Rapid annealing obtained ITO films with both extremely low infrared emissivity and high visible light transmission for energy-efficient window applications

Abstract

Energy-efficient windows are essential for modern buildings, because they can greatly save the energy consumed for heating and cooling. The functionality of energy-efficient windows is realized through coating the glass with a transparent conductive film (TCF), which possesses both low infrared emissivity and high visible light transmission. However, fabricating high quality TCFs with sufficient properties for energy-efficient window applications is still very challenging. Under this context, we had tried to optimize the properties of indium tin oxide (ITO) films, that is one of the most widely used TCFs, through a combination of room temperature sputtering and post-annealing.

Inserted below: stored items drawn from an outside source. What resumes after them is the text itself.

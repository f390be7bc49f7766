//! SPARQL Update execution.
//!
//! Each operation of a request compiles into one step of an
//! [`UpdatePlan`]; consuming the plan executes the steps in order and
//! aborts at the first failure. `LOAD` delegates fetching and parsing
//! to an injected [`GraphLoader`].

use crate::error::{QueryError, Result};
use crate::planner::PlanBuilder;
use futures::future::BoxFuture;
use rivulet_core::{
    Bindings, Dataset, Graph, GraphRefTarget, GraphTarget, Pattern, Quad, QuadPattern, Query,
    QueryType, Term, Triple, Update,
};
use futures::StreamExt;
use std::sync::Arc;
use tracing::{debug, warn};

/// Fetches and parses the document behind a LOAD source IRI.
pub type GraphLoader =
    Arc<dyn Fn(String) -> BoxFuture<'static, Result<Vec<Triple>>> + Send + Sync>;

/// A compiled update request, executed with [`UpdatePlan::execute`].
pub struct UpdatePlan {
    planner: PlanBuilder,
    updates: Vec<Update>,
}

impl UpdatePlan {
    pub(crate) fn new(planner: PlanBuilder, updates: Vec<Update>) -> Self {
        Self { planner, updates }
    }

    /// Run the updates sequentially; the first failure aborts the
    /// remaining operations.
    pub async fn execute(&self) -> Result<()> {
        for (index, update) in self.updates.iter().enumerate() {
            debug!(index, "executing update operation");
            self.execute_one(update).await.map_err(|e| {
                QueryError::Update(format!("operation {index} failed: {e}"))
            })?;
        }
        Ok(())
    }

    async fn execute_one(&self, update: &Update) -> Result<()> {
        let dataset = self.planner.dataset();
        match update {
            Update::InsertData { quads } => insert_quads(dataset, quads).await,
            Update::DeleteData { quads } => delete_quads(dataset, quads).await,
            Update::Modify {
                delete,
                insert,
                where_clause,
                using,
            } => {
                self.modify(delete, insert, where_clause, using.as_ref())
                    .await
            }
            Update::Load {
                source,
                destination,
                silent,
            } => self.load(source, destination.as_deref(), *silent).await,
            Update::Create { graph, silent } => match dataset.create_graph(graph) {
                Ok(_) => Ok(()),
                Err(e) if *silent => {
                    warn!(graph = %graph, error = %e, "CREATE SILENT swallowed a failure");
                    Ok(())
                }
                Err(e) => Err(e.into()),
            },
            Update::Drop { target, silent } => drop_target(dataset, target, *silent).await,
            Update::Clear { target, silent } => clear_target(dataset, target, *silent).await,
            Update::Copy {
                source,
                destination,
                silent,
            } => transfer(dataset, source, destination, *silent, Transfer::Copy).await,
            Update::Move {
                source,
                destination,
                silent,
            } => transfer(dataset, source, destination, *silent, Transfer::Move).await,
            Update::Add {
                source,
                destination,
                silent,
            } => transfer(dataset, source, destination, *silent, Transfer::Add).await,
        }
    }

    /// DELETE/INSERT ... WHERE: evaluate the WHERE clause through the
    /// normal engine, instantiate both templates for every solution,
    /// then apply all deletions before all insertions.
    async fn modify(
        &self,
        delete: &[QuadPattern],
        insert: &[QuadPattern],
        where_clause: &[Pattern],
        using: Option<&rivulet_core::FromClause>,
    ) -> Result<()> {
        let mut query = Query::new(QueryType::Select);
        query.where_clause = where_clause.to_vec();
        query.from = using.cloned();
        let solutions = self.planner.build(&query)?.all_bindings().await?;

        let dataset = self.planner.dataset();
        let mut deletions: Vec<Quad> = Vec::new();
        let mut insertions: Vec<Quad> = Vec::new();
        for solution in &solutions {
            instantiate_quads(delete, solution, &mut deletions)?;
            instantiate_quads(insert, solution, &mut insertions)?;
        }
        delete_quads(dataset, &deletions).await?;
        insert_quads(dataset, &insertions).await
    }

    async fn load(&self, source: &str, destination: Option<&str>, silent: bool) -> Result<()> {
        let Some(loader) = self.planner.loader() else {
            return Err(QueryError::Update("no LOAD handler installed".into()));
        };
        let outcome = async {
            let triples = loader(source.to_string()).await?;
            let dataset = self.planner.dataset();
            let graph = match destination {
                None => dataset.default_graph(),
                Some(iri) => graph_for_update(dataset, iri)?,
            };
            for triple in triples {
                graph.insert(triple).await?;
            }
            Ok(())
        }
        .await;
        match outcome {
            Err(e) if silent => {
                warn!(source = %source, error = %e, "LOAD SILENT swallowed a failure");
                Ok(())
            }
            other => other,
        }
    }
}

/// Resolve the target graph of a data insertion, creating missing
/// named graphs through the factory (SPARQL Update creates graphs
/// implicitly).
fn graph_for_update(dataset: &Dataset, iri: &str) -> Result<Arc<dyn Graph>> {
    if let Some(graph) = dataset.named_graph(iri) {
        return Ok(graph);
    }
    Ok(dataset.create_graph(iri)?)
}

async fn insert_quads(dataset: &Dataset, quads: &[Quad]) -> Result<()> {
    for quad in quads {
        let graph = match &quad.graph {
            None => dataset.default_graph(),
            Some(iri) => graph_for_update(dataset, iri)?,
        };
        graph.insert(quad.triple.clone()).await?;
    }
    Ok(())
}

async fn delete_quads(dataset: &Dataset, quads: &[Quad]) -> Result<()> {
    for quad in quads {
        let graph = match &quad.graph {
            // Deleting from a graph that does not exist is a no-op.
            None => dataset.default_graph(),
            Some(iri) => match dataset.named_graph(iri) {
                Some(graph) => graph,
                None => continue,
            },
        };
        graph.delete(quad.triple.clone()).await?;
    }
    Ok(())
}

/// Instantiate a template against one solution; non-ground triples
/// are dropped per the template rules.
fn instantiate_quads(
    template: &[QuadPattern],
    solution: &Bindings,
    out: &mut Vec<Quad>,
) -> Result<()> {
    for quad_pattern in template {
        let Some(triple) = solution.instantiate(&quad_pattern.pattern) else {
            continue;
        };
        let graph = match &quad_pattern.graph {
            None => None,
            Some(Term::Iri(iri)) => Some(iri.clone()),
            Some(Term::Variable(name)) => match solution.get(name) {
                Some(Term::Iri(iri)) => Some(iri.clone()),
                _ => continue,
            },
            Some(other) => {
                return Err(QueryError::Update(format!(
                    "template graph is not an IRI: {other}"
                )))
            }
        };
        out.push(Quad::new(triple, graph));
    }
    Ok(())
}

async fn drop_target(dataset: &Dataset, target: &GraphTarget, silent: bool) -> Result<()> {
    match target {
        GraphTarget::Default => dataset.default_graph().clear().await.map_err(Into::into),
        GraphTarget::Named(iri) => {
            if dataset.drop_graph(iri) || silent {
                Ok(())
            } else {
                Err(QueryError::Update(format!("no such graph: <{iri}>")))
            }
        }
        GraphTarget::AllNamed => {
            for iri in dataset.named_graph_iris() {
                dataset.drop_graph(&iri);
            }
            Ok(())
        }
        GraphTarget::All => {
            dataset.default_graph().clear().await?;
            for iri in dataset.named_graph_iris() {
                dataset.drop_graph(&iri);
            }
            Ok(())
        }
    }
}

async fn clear_target(dataset: &Dataset, target: &GraphTarget, silent: bool) -> Result<()> {
    match target {
        GraphTarget::Default => dataset.default_graph().clear().await.map_err(Into::into),
        GraphTarget::Named(iri) => match dataset.named_graph(iri) {
            Some(graph) => graph.clear().await.map_err(Into::into),
            None if silent => Ok(()),
            None => Err(QueryError::Update(format!("no such graph: <{iri}>"))),
        },
        GraphTarget::AllNamed => {
            for iri in dataset.named_graph_iris() {
                if let Some(graph) = dataset.named_graph(&iri) {
                    graph.clear().await?;
                }
            }
            Ok(())
        }
        GraphTarget::All => {
            dataset.default_graph().clear().await?;
            for iri in dataset.named_graph_iris() {
                if let Some(graph) = dataset.named_graph(&iri) {
                    graph.clear().await?;
                }
            }
            Ok(())
        }
    }
}

enum Transfer {
    Copy,
    Move,
    Add,
}

async fn transfer(
    dataset: &Dataset,
    source: &GraphRefTarget,
    destination: &GraphRefTarget,
    silent: bool,
    mode: Transfer,
) -> Result<()> {
    if source == destination {
        return Ok(());
    }
    let from = match source {
        GraphRefTarget::Default => Some(dataset.default_graph()),
        GraphRefTarget::Named(iri) => dataset.named_graph(iri),
    };
    let Some(from) = from else {
        if silent {
            return Ok(());
        }
        return Err(QueryError::Update("COPY/MOVE/ADD source graph is missing".into()));
    };
    let to = match destination {
        GraphRefTarget::Default => dataset.default_graph(),
        GraphRefTarget::Named(iri) => graph_for_update(dataset, iri)?,
    };

    // Read the source before clearing anything: source and
    // destination may alias through a union view.
    let pattern = rivulet_core::TriplePattern::new(Term::var("s"), Term::var("p"), Term::var("o"));
    let mut found = from.find(&pattern).await.map_err(QueryError::from)?;
    let mut triples = Vec::new();
    while let Some(item) = found.next().await {
        triples.push(item.map_err(QueryError::from)?);
    }

    if !matches!(mode, Transfer::Add) {
        to.clear().await?;
    }
    for triple in triples {
        to.insert(triple).await?;
    }
    if matches!(mode, Transfer::Move) {
        match source {
            GraphRefTarget::Default => from.clear().await?,
            GraphRefTarget::Named(iri) => {
                dataset.drop_graph(iri);
            }
        }
    }
    Ok(())
}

Particularly, we had thoroughly investigated how the microstructure, morphology, and optoelectronic properties of ITO films changed after post-annealing. Our findings show that ITO films annealed using rapid annealing (RA) at high temperatures exhibit superior crystallinity, smoother surfaces and enhanced optoelectronic properties compared to those annealed using conventional thermal annealing (CTA). Notably, among all the ITO films prepared under different conditions, the one annealed at 700 °C through RA shows the lowest infrared emissivity of 0.14, and highest figure of merit value of 128.34, that is obtained with an average visible light transmittance of 86.42% and a resistivity of 1.94 × 10−4 Ω⸱cm. This indicates that ITO films prepared via RA are promising candidates for use in energy-efficient window applications. Furthermore, the adherence of the infrared emissivity and resistivity results to the Hagen-Rubens theory, particularly as the resistivity is low, confirms the reliability of our experiments and highlights the excellent conductivity of ITO films fabricated in this study.